During World War II, he was on the Nazi blacklist. Moreover, his French citizenship was nullified by the Vichy government because he was Jewish. He escaped to England and emigrated to the United States, arriving in New York City in August 1940. He stayed there for five years, throughout the war years.

===Polo===
He was a four-goal polo player. He was the founder of the Deauville International Polo Club in 1907. He organized the Laversine Open Polo Cup on the grounds of his chateau Laversine in Saint-Maximin. He also organized tournaments in Apremont in 1920. By 1995, the Château de Chantilly in
Apremont was home to the Polo Club du Domaine de Chantilly.
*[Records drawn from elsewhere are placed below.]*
//! Request handler and method dispatcher.

use crate::error::{ProtocolError, ProtocolResult};
use crate::protocol::types::*;
use async_trait::async_trait;
use serde::Serialize;
use serde::de::DeserializeOwned;
use serde_json::Value;
use std::sync::Arc;
use tracing::{debug, instrument, warn};

/// Handler trait for processing MCP requests.
#[async_trait]
pub trait Handler: Send + Sync {
    async fn initialize(&self, params: InitializeParams) -> ProtocolResult<InitializeResult>;

    /// Handle the `initialized` notification.
    async fn initialized(&self) -> ProtocolResult<()>;

    async fn shutdown(&self) -> ProtocolResult<()>;

    async fn list_tools(&self) -> ProtocolResult<ListToolsResult>;

    async fn call_tool(&self, params: CallToolParams) -> ProtocolResult<CallToolResult>;

    async fn ping(&self) -> ProtocolResult<Value> {
        Ok(serde_json::json!({}))
    }
}

/// Routes requests to handler methods.
pub struct Dispatcher<H: Handler> {
    handler: Arc<H>,
}

impl<H: Handler> Clone for Dispatcher<H> {
    fn clone(&self) -> Self {
        Self {
            handler: Arc::clone(&self.handler),
        }
    }
}

impl<H: Handler> Dispatcher<H> {
    pub fn new(handler: Arc<H>) -> Self {
        Self { handler }
    }

    #[instrument(skip(self, request), fields(method = %request.method))]
    pub async fn dispatch(&self, request: JsonRpcRequest) -> JsonRpcResponse {
        debug!("Dispatching request");

        let result = match request.method.as_str() {
            "initialize" => match parse_params(request.params) {
                Ok(params) => self.handler.initialize(params).await.and_then(to_value),
                Err(e) => Err(e),
            },
            "initialized" | "notifications/initialized" => {
                self.handler.initialized().await.map(|_| Value::Null)
            }
            "shutdown" => self.handler.shutdown().await.map(|_| Value::Null),
            "ping" => self.handler.ping().await,
            "tools/list" => self.handler.list_tools().await.and_then(to_value),
            "tools/call" => match parse_params(request.params) {
                Ok(params) => self.handler.call_tool(params).await.and_then(to_value),
                Err(e) => Err(e),
            },
            method => Err(ProtocolError::MethodNotFound(method.to_string())),
        };

        match result {
            Ok(value) => JsonRpcResponse::success(request.id, value),
            Err(e) => {
                warn!(code = e.code(), "Request failed: {}", e);
                JsonRpcResponse::error(request.id, JsonRpcError::new(e.code(), e.to_string()))
            }
        }
    }
}

fn parse_params<T: DeserializeOwned>(params: Option<Value>) -> ProtocolResult<T> {
    params
        .map(serde_json::from_value)
        .transpose()
        .map_err(|e| ProtocolError::InvalidParams(e.to_string().into()))?
        .ok_or_else(|| ProtocolError::InvalidParams("Missing params".into()))
}

fn to_value<T: Serialize>(result: T) -> ProtocolResult<Value> {
    serde_json::to_value(result).map_err(|e| ProtocolError::InternalError(e.to_string().into()))
}

#[cfg(test)]
pub(crate) mod tests {
    use super::*;
    use std::sync::atomic::{AtomicBool, Ordering};

    pub(crate) struct MockHandler {
        pub(crate) initialized: AtomicBool,
    }

    impl MockHandler {
        pub(crate) fn new() -> Self {
            Self {
                initialized: AtomicBool::new(false),
            }
        }
    }

    #[async_trait]
    impl Handler for MockHandler {
        async fn initialize(&self, _params: InitializeParams) -> ProtocolResult<InitializeResult> {
            Ok(InitializeResult {
                protocol_version: MCP_VERSION.into(),
                capabilities: ServerCapabilities::default(),
                server_info: ServerInfo {
                    name: "test".into(),
                    version: "1.0".into(),
                },
                instructions: None,
            })
        }

        async fn initialized(&self) -> ProtocolResult<()> {
            self.initialized.store(true, Ordering::SeqCst);
            Ok(())
        }

        async fn shutdown(&self) -> ProtocolResult<()> {
            Ok(())
        }

        async fn list_tools(&self) -> ProtocolResult<ListToolsResult> {
            Ok(ListToolsResult {
                tools: vec![],
                next_cursor: None,
            })
        }

        async fn call_tool(&self, params: CallToolParams) -> ProtocolResult<CallToolResult> {
            Ok(CallToolResult::text(format!("called {}", params.name)))
        }
    }

    #[tokio::test]
    async fn test_dispatcher_initialize() {
        let dispatcher = Dispatcher::new(Arc::new(MockHandler::new()));

        let request = JsonRpcRequest::new("initialize")
            .with_id(1)
            .with_params(serde_json::json!({
                "protocolVersion": MCP_VERSION,
                "capabilities": {},
                "clientInfo": {"name": "test-client", "version": "1.0"}
            }));

        let response = dispatcher.dispatch(request).await;
        assert!(response.error.is_none());
        assert_eq!(response.result.unwrap()["protocolVersion"], MCP_VERSION);
    }

    #[tokio::test]
    async fn test_dispatcher_initialized_notification() {
        let handler = Arc::new(MockHandler::new());
        let dispatcher = Dispatcher::new(Arc::clone(&handler));

        dispatcher
            .dispatch(JsonRpcRequest::new("notifications/initialized"))
            .await;
        assert!(handler.initialized.load(Ordering::SeqCst));
    }

    #[tokio::test]
    async fn test_dispatcher_tool_call_requires_params() {
        let dispatcher = Dispatcher::new(Arc::new(MockHandler::new()));

        let response = dispatcher
            .dispatch(JsonRpcRequest::new("tools/call").with_id(2))
            .await;
        assert_eq!(response.error.unwrap().code, -32602);

        let response = dispatcher
            .dispatch(
                JsonRpcRequest::new("tools/call")
                    .with_id(3)
                    .with_params(serde_json::json!({"name": "ask", "arguments": {}})),
            )
            .await;
        assert_eq!(response.result.unwrap()["content"][0]["text"], "called ask");
    }

    #[tokio::test]
    async fn test_dispatcher_unknown_method() {
        let dispatcher = Dispatcher::new(Arc::new(MockHandler::new()));

        let request = JsonRpcRequest::new("resources/list").with_id(1);
        let response = dispatcher.dispatch(request).await;

        assert!(response.result.is_none());
        assert_eq!(response.error.unwrap().code, -32601);
    }
}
He won the International Paris Tournament in 1907 and the Paris Open in 1920.

==Personal life==
On 6 March 1907, he married Gabrielle Nelly Régine Beer. Together, they resided at the Château de Laversine and had two sons, who were captured by the Nazis and held prisoner during the War, and two daughters:

- Diane Cécile Alice Juliette de Rothschild (1907–1996), who married Anatol Mühlstein in 1932. They divorced after the War and she married Joseph Benvenuti in 1952.
- James Gustave Jules Alain de Rothschild (1910–1982), who married Mary Chauvin du Treuil in 1938.
- Cécile Léonie Eugénie Gudule Lucie de Rothschild (1913–1995), the companion of actress Greta Garbo.
- Élie Robert de Rothschild (1917–2007), who married Liliane Fould-Springer in 1942.
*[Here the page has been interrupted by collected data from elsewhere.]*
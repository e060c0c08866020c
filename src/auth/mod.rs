//! Caller identity.
//!
//! Each tool call carries a bearer token. A [`VerifierChain`] tries its verifiers
//! in order and the first one that recognises the token supplies the [`Identity`]
//! used as the rate-limit key and in the audit log.

use crate::config::AuthConfig;
use crate::error::AuthError;
use jsonwebtoken::{Algorithm, DecodingKey, Validation, decode};
use serde::Deserialize;
use std::fmt;
use tracing::debug;

/// Stable, non-empty identifier of an authenticated caller.
#[derive(Debug, Clone, PartialEq, Eq, Hash)]
pub struct Identity(String);

impl Identity {
    pub fn new(id: impl Into<String>) -> Option<Self> {
        let id = id.into();
        if id.trim().is_empty() {
            None
        } else {
            Some(Self(id))
        }
    }

    pub fn as_str(&self) -> &str {
        &self.0
    }
}

impl fmt::Display for Identity {
    fn fmt(&self, f: &mut fmt::Formatter<'_>) -> fmt::Result {
        f.write_str(&self.0)
    }
}

/// One authentication scheme.
///
/// `None` means "not mine": the chain moves on to the next verifier.
pub trait IdentityVerifier: Send + Sync {
    fn name(&self) -> &'static str;

    fn verify(&self, token: &str) -> Option<Identity>;
}

#[derive(Debug, Deserialize)]
struct Claims {
    sub: String,
}

fn verify_jwt(token: &str, key: &DecodingKey, validation: &Validation) -> Option<Identity> {
    match decode::<Claims>(token, key, validation) {
        Ok(data) => Identity::new(data.claims.sub),
        Err(e) => {
            debug!(error = %e, "JWT rejected");
            None
        }
    }
}

fn validation_for(algorithm: Algorithm, issuer: Option<&str>) -> Validation {
    let mut validation = Validation::new(algorithm);
    if let Some(iss) = issuer {
        validation.set_issuer(&[iss]);
    }
    validation
}

/// HS256 tokens signed with a shared secret.
pub struct HmacJwtVerifier {
    key: DecodingKey,
    validation: Validation,
}

impl HmacJwtVerifier {
    pub fn new(secret: &[u8], issuer: Option<&str>) -> Self {
        Self {
            key: DecodingKey::from_secret(secret),
            validation: validation_for(Algorithm::HS256, issuer),
        }
    }
}

impl IdentityVerifier for HmacJwtVerifier {
    fn name(&self) -> &'static str {
        "jwt-hs256"
    }

    fn verify(&self, token: &str) -> Option<Identity> {
        verify_jwt(token, &self.key, &self.validation)
    }
}

/// RS256 tokens checked against a PEM public key.
pub struct RsaJwtVerifier {
    key: DecodingKey,
    validation: Validation,
}

impl RsaJwtVerifier {
    pub fn from_pem(pem: &[u8], issuer: Option<&str>) -> Result<Self, AuthError> {
        let key = DecodingKey::from_rsa_pem(pem).map_err(|e| AuthError::InvalidKey(e.to_string()))?;
        Ok(Self {
            key,
            validation: validation_for(Algorithm::RS256, issuer),
        })
    }
}

impl IdentityVerifier for RsaJwtVerifier {
    fn name(&self) -> &'static str {
        "jwt-rs256"
    }

    fn verify(&self, token: &str) -> Option<Identity> {
        verify_jwt(token, &self.key, &self.validation)
    }
}

/// Verifiers in priority order.
#[derive(Default)]
pub struct VerifierChain {
    verifiers: Vec<Box<dyn IdentityVerifier>>,
}

impl VerifierChain {
    pub fn new() -> Self {
        Self::default()
    }

    /// Builds the HS256 verifier first, then RS256, from whichever keys are configured.
    pub fn from_config(config: &AuthConfig) -> Result<Self, AuthError> {
        let issuer = config.jwt_issuer.as_deref();
        let mut chain = Self::new();
        if let Some(secret) = &config.jwt_secret {
            chain = chain.with(HmacJwtVerifier::new(secret.as_bytes(), issuer));
        }
        if let Some(pem) = &config.rsa_public_key_pem {
            chain = chain.with(RsaJwtVerifier::from_pem(pem.as_bytes(), issuer)?);
        }
        Ok(chain)
    }

    pub fn with(mut self, verifier: impl IdentityVerifier + 'static) -> Self {
        self.verifiers.push(Box::new(verifier));
        self
    }

    pub fn len(&self) -> usize {
        self.verifiers.len()
    }

    pub fn is_empty(&self) -> bool {
        self.verifiers.is_empty()
    }

    /// An empty chain rejects every token.
    pub fn authenticate(&self, token: &str) -> Result<Identity, AuthError> {
        let token = token.trim();
        let token = token.strip_prefix("Bearer ").unwrap_or(token).trim();
        if token.is_empty() {
            return Err(AuthError::Missing);
        }

        for verifier in &self.verifiers {
            if let Some(identity) = verifier.verify(token) {
                debug!(verifier = verifier.name(), identity = %identity, "Caller authenticated");
                return Ok(identity);
            }
        }
        Err(AuthError::Rejected)
    }
}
Rothschild died of pneumonia on Christmas Day, 25 December 1946 in Lausanne, Switzerland at age 66.

===Descendants===
Through his daughter Diane, he was the grandfather of three: artist Cécile, historian Anka, and pediatric endocrinologist Nathalie. Through his granddaughter Beatrice, he is the great-grandfather of Marie Brandolini d'Adda, née Angliviel de la Baumelle and a great-great-grandfather of Marcantonio Brandolini d'Adda. Through his son Alain de Rothschild, he is the grandfather of Eric de Rothschild and the great-grand-father of Saskia de Rothschild.